While omens of calamity crept toward her, the magus elected to prioritize her own pleasure as she dove into the realm of knowledge.

[Tips] An experienced caster of space-bending magic can instantly warp to the location of a person carrying a suitable marker, no matter how far the target has moved...even with a massive carriage in tow.

A lone girl drifted in the boundless sky, soaring high above the clouds alongside a waxing moon. Her gaze was devoid of meaning as she peered up at the lunar body, and she showed none of the signs of sapient life.

Only hidden by horrific seals scrawled with curses, the scars running every which way across her starved body were a painful sight that dimmed her already diminished presence. Was there even a girl here at all? Perhaps the maiden beloved by all who knew her as Helga was no longer here—in her stead was a drifting shadow in her likeness.

Neither mensch nor alf, the girl was a jumbled mess that could scarcely understand her own emancipation as she obeyed her fey inclinations and floated through the air. For whatever reason, the growing moon called to her; she was drawn to it as those on the brink of death are still drawn to quench their thirst when offered water.

As she took in the long-forgotten glow of moonlight with her whole body, a bubble swam up in her mind, just like the ones that had interrupted her irregular, formless thoughts in sleep.

It was golden hair, glowing bright even in the dark. One association gave way to another, and another still. Golden hair begot blue eyes; blue eyes brought a deep voice. As more and more items accumulated, her memory of this fragmentary joy gave way to something that she had yet to attempt: thought.

“Father...” The hoarse voice of a young girl reverberated through the thin, forsaken air. Her first conscious word in over half a century triggered yet another lost memory to resurface...of happier days, with her loving father.

Maybe, she thought, my kind father has come home to retrieve me.

Impossible as this was, the fatigue and brain rot that had followed her out of the never-ending hell of her imprisoned mind left her incapable of noticing. Both the infinitesimal odds of her tormentor coming to reclaim her and the months and years she’d spent imprisoned escaped the muddy wreckage of her thoughts.

“Oh, father.
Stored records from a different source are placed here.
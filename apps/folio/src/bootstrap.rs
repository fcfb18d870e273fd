#![allow(dead_code)]

//! Page start-up: `Loading` runs exactly once and yields a `Ready` page.

use std::sync::Arc;

use tracing::info;

use crate::controllers::menu::MobileMenu;
use crate::controllers::navbar;
use crate::controllers::reveal::ScrollReveal;
use crate::controllers::scroll_spy::ScrollSpy;
use crate::controllers::theme::{ThemeController, ThemeStore};
use crate::loader::{load, PortfolioSource};
use crate::models::portfolio::PortfolioSnapshot;
use crate::view::document::Document;
use crate::view::render_all;
use crate::view::shell::host_page;

pub struct Loading {
    source: Arc<dyn PortfolioSource>,
    theme_store: Arc<dyn ThemeStore>,
}

/// A fully rendered page with its controllers attached.
pub struct Ready {
    pub snapshot: Arc<PortfolioSnapshot>,
    pub document: Document,
    pub reveal: ScrollReveal,
    pub theme: ThemeController,
    pub scroll_spy: ScrollSpy,
    pub menu: MobileMenu,
}

pub struct Bootstrapper<S> {
    state: S,
}

impl Bootstrapper<Loading> {
    pub fn new(source: Arc<dyn PortfolioSource>, theme_store: Arc<dyn ThemeStore>) -> Self {
        Self {
            state: Loading { source, theme_store },
        }
    }

    /// Loads the snapshot (falling back on failure), renders every section,
    /// then attaches the controllers. Consumes the loading state.
    pub async fn run(self) -> Bootstrapper<Ready> {
        let Loading { source, theme_store } = self.state;

        let snapshot = Arc::new(load(source.as_ref()).await.sorted());
        let mut document = host_page();

        // First pass sees only the shell's static markup.
        let mut reveal = ScrollReveal::default();
        reveal.arm(&document);

        render_all(&mut document, &snapshot);

        let theme = ThemeController::init(theme_store, &mut document).await;
        let scroll_spy = ScrollSpy::attach();
        navbar::apply(&mut document, 0.0);
        let menu = MobileMenu::attach();

        // Rendering replaced nodes the first pass registered.
        let observed = reveal.arm(&document);

        info!(
            "Page ready: theme={} observed={} mutations={}",
            theme.current(),
            observed,
            document.mutation_count()
        );

        Bootstrapper {
            state: Ready {
                snapshot,
                document,
                reveal,
                theme,
                scroll_spy,
                menu,
            },
        }
    }
}

impl Bootstrapper<Ready> {
    pub fn ready(&self) -> &Ready {
        &self.state
    }

    pub fn into_ready(self) -> Ready {
        self.state
    }
}
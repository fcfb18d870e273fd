//! Light/dark theme, persisted across restarts under the `"theme"` key.

use std::collections::BTreeMap;
use std::fmt;
use std::path::PathBuf;
use std::str::FromStr;
use std::sync::Arc;

use async_trait::async_trait;
use serde::{Deserialize, Serialize};
use thiserror::Error;
use tokio::sync::Mutex;
use tracing::{debug, warn};

use crate::view::document::Document;

pub const THEME_KEY: &str = "theme";

#[derive(Debug, Clone, Copy, Default, PartialEq, Eq, Serialize, Deserialize)]
#[serde(rename_all = "lowercase")]
pub enum Theme {
    #[default]
    Light,
    Dark,
}

impl Theme {
    pub fn as_str(self) -> &'static str {
        match self {
            Theme::Light => "light",
            Theme::Dark => "dark",
        }
    }

    pub fn toggled(self) -> Self {
        match self {
            Theme::Light => Theme::Dark,
            Theme::Dark => Theme::Light,
        }
    }

    /// The toggle shows the theme you would switch to.
    pub fn icon_class(self) -> &'static str {
        match self {
            Theme::Light => "fas fa-moon",
            Theme::Dark => "fas fa-sun",
        }
    }
}

impl fmt::Display for Theme {
    fn fmt(&self, f: &mut fmt::Formatter<'_>) -> fmt::Result {
        f.write_str(self.as_str())
    }
}

impl FromStr for Theme {
    type Err = String;

    fn from_str(s: &str) -> Result<Self, Self::Err> {
        match s.trim() {
            "light" => Ok(Theme::Light),
            "dark" => Ok(Theme::Dark),
            other => Err(format!("unknown theme '{other}'")),
        }
    }
}

// ────────────────────────────────────────────────────────────────────────────
// Persistence
// ────────────────────────────────────────────────────────────────────────────

#[derive(Debug, Error)]
pub enum ThemeStoreError {
    #[error("theme store I/O error: {0}")]
    Io(#[from] std::io::Error),

    #[error("theme store is not valid JSON: {0}")]
    Json(#[from] serde_json::Error),
}

/// String key-value persistence for UI preferences.
#[async_trait]
pub trait ThemeStore: Send + Sync {
    async fn get(&self, key: &str) -> Result<Option<String>, ThemeStoreError>;
    async fn set(&self, key: &str, value: &str) -> Result<(), ThemeStoreError>;
}

/// A JSON object on disk. A missing file reads as empty.
pub struct FileThemeStore {
    path: PathBuf,
    write_lock: Mutex<()>,
}

impl FileThemeStore {
    pub fn new(path: impl Into<PathBuf>) -> Self {
        Self {
            path: path.into(),
            write_lock: Mutex::new(()),
        }
    }

    async fn read_all(&self) -> Result<BTreeMap<String, String>, ThemeStoreError> {
        match tokio::fs::read(&self.path).await {
            Ok(bytes) if bytes.is_empty() => Ok(BTreeMap::new()),
            Ok(bytes) => Ok(serde_json::from_slice(&bytes)?),
            Err(e) if e.kind() == std::io::ErrorKind::NotFound => Ok(BTreeMap::new()),
            Err(e) => Err(e.into()),
        }
    }
}

#[async_trait]
impl ThemeStore for FileThemeStore {
    async fn get(&self, key: &str) -> Result<Option<String>, ThemeStoreError> {
        Ok(self.read_all().await?.remove(key))
    }

    async fn set(&self, key: &str, value: &str) -> Result<(), ThemeStoreError> {
        let _guard = self.write_lock.lock().await;
        let mut entries = self.read_all().await?;
        entries.insert(key.to_string(), value.to_string());
        tokio::fs::write(&self.path, serde_json::to_vec_pretty(&entries)?).await?;
        debug!(path = %self.path.display(), key, value, "theme store updated");
        Ok(())
    }
}

#[derive(Default)]
pub struct MemoryThemeStore {
    entries: Mutex<BTreeMap<String, String>>,
}

#[async_trait]
impl ThemeStore for MemoryThemeStore {
    async fn get(&self, key: &str) -> Result<Option<String>, ThemeStoreError> {
        Ok(self.entries.lock().await.get(key).cloned())
    }

    async fn set(&self, key: &str, value: &str) -> Result<(), ThemeStoreError> {
        self.entries
            .lock()
            .await
            .insert(key.to_string(), value.to_string());
        Ok(())
    }
}

// ────────────────────────────────────────────────────────────────────────────
// Controller
// ────────────────────────────────────────────────────────────────────────────

pub struct ThemeController {
    store: Arc<dyn ThemeStore>,
    current: Theme,
}

impl ThemeController {
    /// Reads the stored theme (light when unset or unreadable) and applies it.
    pub async fn init(store: Arc<dyn ThemeStore>, doc: &mut Document) -> Self {
        let current = match store.get(THEME_KEY).await {
            Ok(Some(raw)) => raw.parse::<Theme>().unwrap_or_else(|e: String| {
                warn!("Ignoring stored theme: {e}");
                Theme::Light
            }),
            Ok(None) => Theme::Light,
            Err(e) => {
                warn!("Theme store unreadable, defaulting to light: {e}");
                Theme::Light
            }
        };
        apply_theme(doc, current);
        Self { store, current }
    }

    pub fn current(&self) -> Theme {
        self.current
    }

    /// Flips the theme, persists it, then applies it. On a persistence
    /// failure nothing changes.
    pub async fn toggle(&mut self, doc: &mut Document) -> Result<Theme, ThemeStoreError> {
        let next = self.current.toggled();
        self.store.set(THEME_KEY, next.as_str()).await?;
        self.current = next;
        apply_theme(doc, next);
        Ok(next)
    }
}

fn apply_theme(doc: &mut Document, theme: Theme) {
    doc.set_attr("html", "data-theme", theme.as_str());
    doc.set_attr("#theme-toggle i", "class", theme.icon_class());
}
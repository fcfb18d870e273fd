use std::sync::Arc;

use tokio::sync::Mutex;

use crate::bootstrap::Ready;
use crate::config::Config;
use crate::contact::ContactTransport;
use crate::models::portfolio::PortfolioSnapshot;

/// Shared application state injected into all route handlers via Axum extractors.
#[derive(Clone)]
pub struct AppState {
    pub config: Config,
    /// Read-only after bootstrap.
    pub snapshot: Arc<PortfolioSnapshot>,
    /// The rendered page and its controllers. Theme toggles go through here.
    pub page: Arc<Mutex<Ready>>,
    pub contact: Arc<dyn ContactTransport>,
}

impl AppState {
    pub fn new(config: Config, ready: Ready, contact: Arc<dyn ContactTransport>) -> Self {
        Self {
            config,
            snapshot: ready.snapshot.clone(),
            page: Arc::new(Mutex::new(ready)),
            contact,
        }
    }
}
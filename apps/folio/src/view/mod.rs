pub mod collections;
pub mod document;
pub mod format;
pub mod node;
pub mod optional;
pub mod profile;
pub mod shell;

use crate::models::portfolio::PortfolioSnapshot;
use document::Document;

/// Renders every section of the page from one snapshot, in a fixed order.
///
/// Safe to call repeatedly on the same document: every list container is
/// cleared before it is rebuilt.
pub fn render_all(doc: &mut Document, snapshot: &PortfolioSnapshot) {
    profile::render_hero(doc, snapshot);
    profile::render_about(doc, snapshot);
    collections::render_skills(doc, snapshot);
    collections::render_projects(doc, snapshot);
    collections::render_education(doc, snapshot);
    optional::render_experiences(doc, snapshot);
    optional::render_certifications(doc, snapshot);
    optional::render_languages(doc, snapshot);
    optional::render_interests(doc, snapshot);
    optional::render_custom_sections(doc, snapshot);
    profile::render_footer(doc, snapshot);
}
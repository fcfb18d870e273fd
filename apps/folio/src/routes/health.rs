use axum::{extract::State, Json};
use serde_json::{json, Value};

use crate::state::AppState;

/// GET /health
/// Returns a simple status object with service version.
pub async fn health_handler(State(state): State<AppState>) -> Json<Value> {
    Json(json!({
        "status": "ok",
        "version": env!("CARGO_PKG_VERSION"),
        "service": env!("CARGO_PKG_NAME"),
        "api_layout": format!("{:?}", state.config.api_layout),
    }))
}
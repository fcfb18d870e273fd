#![allow(dead_code)]

use axum::{
    http::StatusCode,
    response::{IntoResponse, Response},
    Json,
};
use serde_json::json;
use thiserror::Error;

use crate::contact::FieldErrors;
use crate::controllers::theme::ThemeStoreError;

/// Application-level error type.
/// Implements `IntoResponse` so Axum handlers can return `Result<T, AppError>`.
#[derive(Debug, Error)]
pub enum AppError {
    #[error("Not found: {0}")]
    NotFound(String),

    #[error("Invalid submission: {0:?}")]
    InvalidSubmission(FieldErrors),

    #[error("Upstream error: {0}")]
    Upstream(String),

    #[error("Theme store error: {0}")]
    ThemeStore(#[from] ThemeStoreError),

    #[error("Internal server error: {0}")]
    Internal(#[from] anyhow::Error),
}

impl IntoResponse for AppError {
    fn into_response(self) -> Response {
        let (status, code, message) = match &self {
            AppError::NotFound(msg) => (StatusCode::NOT_FOUND, "NOT_FOUND", msg.clone()),
            AppError::InvalidSubmission(fields) => {
                let body = Json(json!({
                    "error": {
                        "code": "VALIDATION_ERROR",
                        "message": "Some fields are invalid",
                        "fields": fields
                    }
                }));
                return (StatusCode::BAD_REQUEST, body).into_response();
            }
            AppError::Upstream(msg) => {
                tracing::warn!("Upstream error: {msg}");
                (StatusCode::BAD_GATEWAY, "UPSTREAM_ERROR", msg.clone())
            }
            AppError::ThemeStore(e) => {
                tracing::error!("Theme store error: {e}");
                (
                    StatusCode::INTERNAL_SERVER_ERROR,
                    "THEME_STORE_ERROR",
                    "The theme preference could not be saved".to_string(),
                )
            }
            AppError::Internal(e) => {
                tracing::error!("Internal error: {e:?}");
                (
                    StatusCode::INTERNAL_SERVER_ERROR,
                    "INTERNAL_ERROR",
                    "An internal server error occurred".to_string(),
                )
            }
        };

        let body = Json(json!({
            "error": {
                "code": code,
                "message": message
            }
        }));

        (status, body).into_response()
    }
}
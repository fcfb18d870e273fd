use crate::view::document::Document;

/// Scroll distance past which the navbar switches to its compact style.
pub const SCROLLED_THRESHOLD: f64 = 50.0;

/// Toggles `scrolled` on `.navbar`. Returns the new state.
pub fn apply(doc: &mut Document, scroll_y: f64) -> bool {
    let scrolled = scroll_y > SCROLLED_THRESHOLD;
    if scrolled {
        doc.add_class(".navbar", "scrolled");
    } else {
        doc.remove_class(".navbar", "scrolled");
    }
    scrolled
}

#[cfg(test)]
mod tests {
    use super::*;
    use crate::view::shell::host_page;

    #[test]
    fn test_threshold_is_exclusive() {
        let mut doc = host_page();
        assert!(!apply(&mut doc, 50.0));
        assert!(!doc.query(".navbar").unwrap().has_class("scrolled"));
        assert!(apply(&mut doc, 51.0));
        assert!(doc.query(".navbar").unwrap().has_class("scrolled"));
        assert!(!apply(&mut doc, 0.0));
        assert!(!doc.query(".navbar").unwrap().has_class("scrolled"));
    }
}
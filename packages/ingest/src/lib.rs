#![cfg_attr(feature = "fail-on-warnings", deny(warnings))]
#![warn(clippy::all, clippy::pedantic, clippy::nursery, clippy::cargo)]
#![allow(clippy::multiple_crate_versions, clippy::cargo_common_metadata)]

//! Blue/green refresh service for the City of Portland crime dataset.
//!
//! The dataset has no stable record identifier, so it cannot be upserted.
//! Instead every cycle reloads the whole dataset into whichever of two
//! tables is currently inactive and then flips readers over to it. See
//! [`coordinator`] for the swap itself and [`scheduler`] for the timer
//! that drives it.

pub mod config;
pub mod coordinator;
pub mod scheduler;

use std::sync::Arc;

use crime_updater_database::{DbError, Store};
use crime_updater_database_models::TableColor;
use crime_updater_source::SourceError;
use crime_updater_source::csv_download::CsvFetcher;
use crime_updater_source::sink;

use crate::config::Settings;
use crate::coordinator::{RefreshCoordinator, RefreshError};

/// Errors that prevent the service from starting.
#[derive(Debug, thiserror::Error)]
pub enum StartupError {
    /// The database could not be opened.
    #[error("failed to open database: {0}")]
    Database(#[from] DbError),

    /// The HTTP client could not be built.
    #[error("failed to create HTTP client: {0}")]
    Http(#[from] SourceError),

    /// Persisted table state could not be restored.
    #[error(transparent)]
    Restore(#[from] RefreshError),
}

/// Opens the store described by `settings`.
///
/// # Errors
///
/// Returns [`DbError`] if the database cannot be opened or its schema
/// created.
pub fn open_store(settings: &Settings) -> Result<Arc<Store>, DbError> {
    Store::open(
        &settings.db_path,
        settings.reader_connections,
        &settings.tables,
    )
    .map(Arc::new)
}

/// Builds a coordinator from `settings`, logging through the process
/// logger, and restores the table state of the previous run.
///
/// # Errors
///
/// Returns [`StartupError`] if the store, HTTP client, or persisted state
/// cannot be set up.
pub fn open_coordinator(settings: &Settings) -> Result<RefreshCoordinator, StartupError> {
    let store = open_store(settings)?;
    let fetcher = CsvFetcher::new(settings.http_timeout, settings.http_retries)?;

    let coordinator = RefreshCoordinator::new(
        store,
        Arc::new(fetcher),
        settings.csv_urls.clone(),
        settings.tables.clone(),
        sink::global(),
    );

    match coordinator.restore()? {
        Some(active) => log::info!(
            "Active table is {} ({}), loaded {}",
            active.name,
            active.color,
            active.last_updated.to_rfc3339()
        ),
        None => log::info!("No table has been loaded yet"),
    }

    Ok(coordinator)
}

/// One line of `status` output.
#[derive(Debug, Clone, PartialEq, Eq)]
pub struct TableStatus {
    pub color: TableColor,
    pub name: String,
    pub loaded_at: Option<chrono::DateTime<chrono::Utc>>,
    pub rows: u64,
    pub active: bool,
}

/// Reports both tables' load time, row count, and which one is active.
///
/// # Errors
///
/// Returns [`DbError`] if the metadata or counts cannot be read.
pub fn table_status(store: &Store, settings: &Settings) -> Result<Vec<TableStatus>, DbError> {
    let mut tables = settings.tables.clone();
    for color in [TableColor::Blue, TableColor::Green] {
        if let Some(at) = store.loaded_at(tables.get(color).name())? {
            tables.restore(color, at);
        }
    }
    let active = tables.active().map(|a| a.color);

    [TableColor::Blue, TableColor::Green]
        .into_iter()
        .map(|color| {
            let descriptor = tables.get(color);
            Ok(TableStatus {
                color,
                name: descriptor.name().to_string(),
                loaded_at: descriptor.is_loaded().then_some(descriptor.last_updated()),
                rows: store.row_count(descriptor.name())?,
                active: active == Some(color),
            })
        })
        .collect()
}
Father!”

Once inflamed, her warped ideation spawned fantasies at an accelerated pace; she disturbed the settled muck at the bottom of her brain, unearthing a misshapen love that wedded the unique derangements of her mensch and alf halves.

“You’ve come for me! You even hugged me, and I...”

The broken self patched its missing portions with whatever fragments of thought were at hand: the boy she had gotten a single glimpse of overwrote a gap in her memory that belonged to the terrible pain she chose to toss away. The clouds around her gave way to new shapes and forms as others of their kind combined and broke away; in the same vein, her recollection shifted with each passing moment.

The girl was loved. She had never been hurt. “Father” had come to take her home.

“Oh, I have to apologize! Father, I’m sorry. Father, oh father... Father!”

Her voice ranged wildly in pitch, but steadily grew sweeter in tone. Her crazed irises swayed about as a willfulness returned to her gaze. Once, her father had praised her gentle, droopy lids as the greatest reminder of her mother; the charm of yesteryear was nowhere to be found. All that remained was a straightforward insanity. Tears welled in the girl’s ice-blue eyes as she began to laugh.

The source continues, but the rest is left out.